◆ What the task asks
The required answer is a copy of each line in the entries below that includes "close".

◆ Information shown
◇ ◇ ◇ ◇

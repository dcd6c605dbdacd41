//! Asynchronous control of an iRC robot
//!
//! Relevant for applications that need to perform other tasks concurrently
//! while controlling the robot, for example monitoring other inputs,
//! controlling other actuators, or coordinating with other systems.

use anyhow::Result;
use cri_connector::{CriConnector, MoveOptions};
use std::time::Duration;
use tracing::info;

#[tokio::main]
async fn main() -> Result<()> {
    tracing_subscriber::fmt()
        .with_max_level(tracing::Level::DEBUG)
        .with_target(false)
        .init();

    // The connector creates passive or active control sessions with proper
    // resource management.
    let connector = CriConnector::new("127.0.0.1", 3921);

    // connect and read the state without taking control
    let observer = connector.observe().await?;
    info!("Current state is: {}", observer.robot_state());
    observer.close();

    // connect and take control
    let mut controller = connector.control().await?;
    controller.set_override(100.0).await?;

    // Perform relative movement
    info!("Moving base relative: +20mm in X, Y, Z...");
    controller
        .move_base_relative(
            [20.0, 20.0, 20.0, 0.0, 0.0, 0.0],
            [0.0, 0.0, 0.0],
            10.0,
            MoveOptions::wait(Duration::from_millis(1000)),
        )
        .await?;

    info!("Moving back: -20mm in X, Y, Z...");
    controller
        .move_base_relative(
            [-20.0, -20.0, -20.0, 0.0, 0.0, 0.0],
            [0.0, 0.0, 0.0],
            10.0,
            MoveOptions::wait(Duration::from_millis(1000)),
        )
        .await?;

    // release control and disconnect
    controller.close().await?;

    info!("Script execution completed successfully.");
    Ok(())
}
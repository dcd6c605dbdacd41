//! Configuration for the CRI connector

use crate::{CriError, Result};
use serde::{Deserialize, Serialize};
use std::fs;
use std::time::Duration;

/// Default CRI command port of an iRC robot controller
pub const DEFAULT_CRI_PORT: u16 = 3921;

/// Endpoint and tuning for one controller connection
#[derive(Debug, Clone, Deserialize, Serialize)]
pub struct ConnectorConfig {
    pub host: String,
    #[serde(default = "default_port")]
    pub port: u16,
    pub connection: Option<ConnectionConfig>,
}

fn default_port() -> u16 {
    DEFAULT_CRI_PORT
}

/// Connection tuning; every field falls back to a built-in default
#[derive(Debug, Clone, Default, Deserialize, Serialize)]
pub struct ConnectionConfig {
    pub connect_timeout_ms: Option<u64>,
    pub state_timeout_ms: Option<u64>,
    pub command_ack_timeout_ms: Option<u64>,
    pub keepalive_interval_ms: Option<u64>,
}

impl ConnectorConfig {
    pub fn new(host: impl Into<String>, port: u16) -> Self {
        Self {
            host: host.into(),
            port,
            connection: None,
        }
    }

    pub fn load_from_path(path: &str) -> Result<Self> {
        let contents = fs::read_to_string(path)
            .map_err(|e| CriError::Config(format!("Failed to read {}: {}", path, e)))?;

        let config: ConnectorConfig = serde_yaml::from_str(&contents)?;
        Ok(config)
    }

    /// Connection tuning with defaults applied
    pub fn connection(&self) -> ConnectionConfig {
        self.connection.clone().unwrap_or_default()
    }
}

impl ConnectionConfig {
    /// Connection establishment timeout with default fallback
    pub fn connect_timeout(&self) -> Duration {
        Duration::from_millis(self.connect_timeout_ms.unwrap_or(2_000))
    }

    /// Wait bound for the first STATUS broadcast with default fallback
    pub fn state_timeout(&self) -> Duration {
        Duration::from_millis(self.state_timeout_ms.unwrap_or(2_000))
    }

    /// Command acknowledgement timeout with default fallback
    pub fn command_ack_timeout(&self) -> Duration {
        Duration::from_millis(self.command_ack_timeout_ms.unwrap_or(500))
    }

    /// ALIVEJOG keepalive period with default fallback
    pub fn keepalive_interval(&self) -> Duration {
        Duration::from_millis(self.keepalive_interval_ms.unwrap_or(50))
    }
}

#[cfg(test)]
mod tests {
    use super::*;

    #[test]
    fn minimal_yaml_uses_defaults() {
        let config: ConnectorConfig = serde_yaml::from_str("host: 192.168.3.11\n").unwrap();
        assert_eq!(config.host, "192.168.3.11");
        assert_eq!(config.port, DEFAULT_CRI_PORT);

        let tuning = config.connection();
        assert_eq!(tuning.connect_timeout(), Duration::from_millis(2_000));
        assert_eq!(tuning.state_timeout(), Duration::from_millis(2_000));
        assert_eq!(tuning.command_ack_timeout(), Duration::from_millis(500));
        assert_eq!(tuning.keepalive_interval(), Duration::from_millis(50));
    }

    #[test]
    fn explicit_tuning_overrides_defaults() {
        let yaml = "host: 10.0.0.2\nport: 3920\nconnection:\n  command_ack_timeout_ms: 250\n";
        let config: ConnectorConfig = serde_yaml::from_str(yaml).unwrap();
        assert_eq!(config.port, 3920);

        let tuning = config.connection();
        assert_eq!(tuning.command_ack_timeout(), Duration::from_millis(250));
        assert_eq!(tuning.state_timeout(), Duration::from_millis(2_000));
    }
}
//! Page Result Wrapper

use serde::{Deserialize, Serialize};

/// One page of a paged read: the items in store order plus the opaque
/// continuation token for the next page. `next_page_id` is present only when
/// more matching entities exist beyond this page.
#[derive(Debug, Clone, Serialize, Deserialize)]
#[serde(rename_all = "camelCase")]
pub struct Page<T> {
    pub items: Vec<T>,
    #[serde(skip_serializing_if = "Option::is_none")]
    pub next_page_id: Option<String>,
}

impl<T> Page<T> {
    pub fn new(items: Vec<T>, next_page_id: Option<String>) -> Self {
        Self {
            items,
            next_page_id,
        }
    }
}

◇ ◇ ◇ ◇

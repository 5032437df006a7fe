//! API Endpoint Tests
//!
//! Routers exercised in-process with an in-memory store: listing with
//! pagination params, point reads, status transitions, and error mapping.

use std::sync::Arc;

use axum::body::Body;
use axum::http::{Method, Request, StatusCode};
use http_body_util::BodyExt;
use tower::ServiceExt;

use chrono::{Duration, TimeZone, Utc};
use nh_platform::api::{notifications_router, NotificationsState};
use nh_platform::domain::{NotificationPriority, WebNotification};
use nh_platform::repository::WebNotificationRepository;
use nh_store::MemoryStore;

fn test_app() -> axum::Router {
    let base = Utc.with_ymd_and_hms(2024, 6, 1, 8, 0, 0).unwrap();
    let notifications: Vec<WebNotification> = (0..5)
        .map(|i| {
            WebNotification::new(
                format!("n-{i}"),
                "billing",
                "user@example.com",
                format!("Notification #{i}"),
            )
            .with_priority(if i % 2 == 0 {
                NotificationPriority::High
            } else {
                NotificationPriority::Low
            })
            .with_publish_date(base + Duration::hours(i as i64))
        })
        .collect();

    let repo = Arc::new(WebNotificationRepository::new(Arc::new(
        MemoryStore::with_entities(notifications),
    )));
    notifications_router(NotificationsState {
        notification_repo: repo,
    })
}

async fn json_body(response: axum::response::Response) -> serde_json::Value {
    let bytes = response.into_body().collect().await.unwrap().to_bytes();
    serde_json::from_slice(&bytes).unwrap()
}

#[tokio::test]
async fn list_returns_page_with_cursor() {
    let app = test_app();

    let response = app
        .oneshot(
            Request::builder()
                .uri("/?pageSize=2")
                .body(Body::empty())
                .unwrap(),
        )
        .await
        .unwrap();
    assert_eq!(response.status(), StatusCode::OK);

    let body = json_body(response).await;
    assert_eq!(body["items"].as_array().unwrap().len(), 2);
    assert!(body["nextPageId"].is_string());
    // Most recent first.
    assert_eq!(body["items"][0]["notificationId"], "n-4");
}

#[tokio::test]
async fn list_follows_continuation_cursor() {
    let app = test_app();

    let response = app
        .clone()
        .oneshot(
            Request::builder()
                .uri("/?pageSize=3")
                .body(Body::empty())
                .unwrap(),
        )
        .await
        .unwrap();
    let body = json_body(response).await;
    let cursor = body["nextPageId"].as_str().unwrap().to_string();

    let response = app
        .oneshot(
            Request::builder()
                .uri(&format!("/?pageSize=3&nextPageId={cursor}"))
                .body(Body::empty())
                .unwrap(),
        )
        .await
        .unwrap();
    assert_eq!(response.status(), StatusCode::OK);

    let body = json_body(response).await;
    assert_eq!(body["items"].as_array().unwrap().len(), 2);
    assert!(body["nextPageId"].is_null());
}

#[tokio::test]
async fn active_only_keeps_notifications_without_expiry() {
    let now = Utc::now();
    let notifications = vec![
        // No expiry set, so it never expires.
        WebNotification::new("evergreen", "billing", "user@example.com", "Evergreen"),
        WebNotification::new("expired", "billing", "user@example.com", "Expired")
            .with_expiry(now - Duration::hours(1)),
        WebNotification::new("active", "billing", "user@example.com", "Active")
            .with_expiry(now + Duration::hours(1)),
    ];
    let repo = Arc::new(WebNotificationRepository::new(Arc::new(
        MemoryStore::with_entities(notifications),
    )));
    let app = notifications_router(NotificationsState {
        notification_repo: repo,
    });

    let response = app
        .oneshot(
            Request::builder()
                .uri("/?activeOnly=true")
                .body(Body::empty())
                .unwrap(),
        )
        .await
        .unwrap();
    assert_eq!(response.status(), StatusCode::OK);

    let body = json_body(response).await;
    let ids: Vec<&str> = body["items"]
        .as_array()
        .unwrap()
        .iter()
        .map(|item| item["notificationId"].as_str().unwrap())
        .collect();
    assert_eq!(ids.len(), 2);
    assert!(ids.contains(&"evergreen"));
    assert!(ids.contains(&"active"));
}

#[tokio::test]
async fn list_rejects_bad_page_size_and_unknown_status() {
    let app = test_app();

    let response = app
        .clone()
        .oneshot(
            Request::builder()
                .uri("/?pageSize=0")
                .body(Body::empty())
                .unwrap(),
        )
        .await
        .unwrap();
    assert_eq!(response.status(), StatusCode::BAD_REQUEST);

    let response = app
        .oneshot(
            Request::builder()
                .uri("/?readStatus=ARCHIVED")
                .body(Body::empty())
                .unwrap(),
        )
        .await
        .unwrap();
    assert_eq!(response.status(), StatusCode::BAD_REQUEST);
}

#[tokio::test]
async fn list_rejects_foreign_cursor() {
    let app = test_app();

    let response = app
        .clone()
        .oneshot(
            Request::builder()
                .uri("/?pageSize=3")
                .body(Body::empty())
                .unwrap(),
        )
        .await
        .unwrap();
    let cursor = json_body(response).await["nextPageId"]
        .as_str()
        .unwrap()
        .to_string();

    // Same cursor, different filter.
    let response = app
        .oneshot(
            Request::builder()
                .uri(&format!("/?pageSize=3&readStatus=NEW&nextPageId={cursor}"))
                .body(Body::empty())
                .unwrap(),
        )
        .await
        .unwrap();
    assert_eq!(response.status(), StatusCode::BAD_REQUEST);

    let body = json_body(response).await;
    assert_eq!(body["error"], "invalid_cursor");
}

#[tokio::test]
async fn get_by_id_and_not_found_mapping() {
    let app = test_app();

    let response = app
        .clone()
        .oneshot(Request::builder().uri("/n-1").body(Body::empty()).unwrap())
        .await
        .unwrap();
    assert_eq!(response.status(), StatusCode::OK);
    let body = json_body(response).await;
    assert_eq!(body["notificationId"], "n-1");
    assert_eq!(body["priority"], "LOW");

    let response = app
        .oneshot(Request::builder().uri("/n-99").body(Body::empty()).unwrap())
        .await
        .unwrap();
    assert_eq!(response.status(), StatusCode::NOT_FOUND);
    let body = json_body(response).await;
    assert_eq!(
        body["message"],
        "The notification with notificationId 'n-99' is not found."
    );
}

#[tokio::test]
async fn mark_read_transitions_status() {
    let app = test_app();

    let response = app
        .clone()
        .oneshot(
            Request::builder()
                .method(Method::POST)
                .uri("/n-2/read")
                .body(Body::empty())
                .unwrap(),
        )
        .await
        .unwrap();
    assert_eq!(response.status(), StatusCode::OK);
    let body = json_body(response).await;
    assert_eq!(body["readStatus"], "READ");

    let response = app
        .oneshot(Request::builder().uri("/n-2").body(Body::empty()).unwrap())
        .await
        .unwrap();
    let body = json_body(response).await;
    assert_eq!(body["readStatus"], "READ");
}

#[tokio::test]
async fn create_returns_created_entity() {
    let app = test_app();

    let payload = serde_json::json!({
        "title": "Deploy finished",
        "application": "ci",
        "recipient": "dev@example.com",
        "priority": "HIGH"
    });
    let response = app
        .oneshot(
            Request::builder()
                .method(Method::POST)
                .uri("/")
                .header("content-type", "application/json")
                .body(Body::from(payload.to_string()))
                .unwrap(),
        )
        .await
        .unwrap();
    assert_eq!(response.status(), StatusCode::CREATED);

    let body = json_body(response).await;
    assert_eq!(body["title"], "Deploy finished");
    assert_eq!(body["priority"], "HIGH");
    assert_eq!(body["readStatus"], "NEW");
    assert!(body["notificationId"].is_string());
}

◇ ◇ ◇ ◇

◆ Response to the task
    observer.close();
    controller.close().await?;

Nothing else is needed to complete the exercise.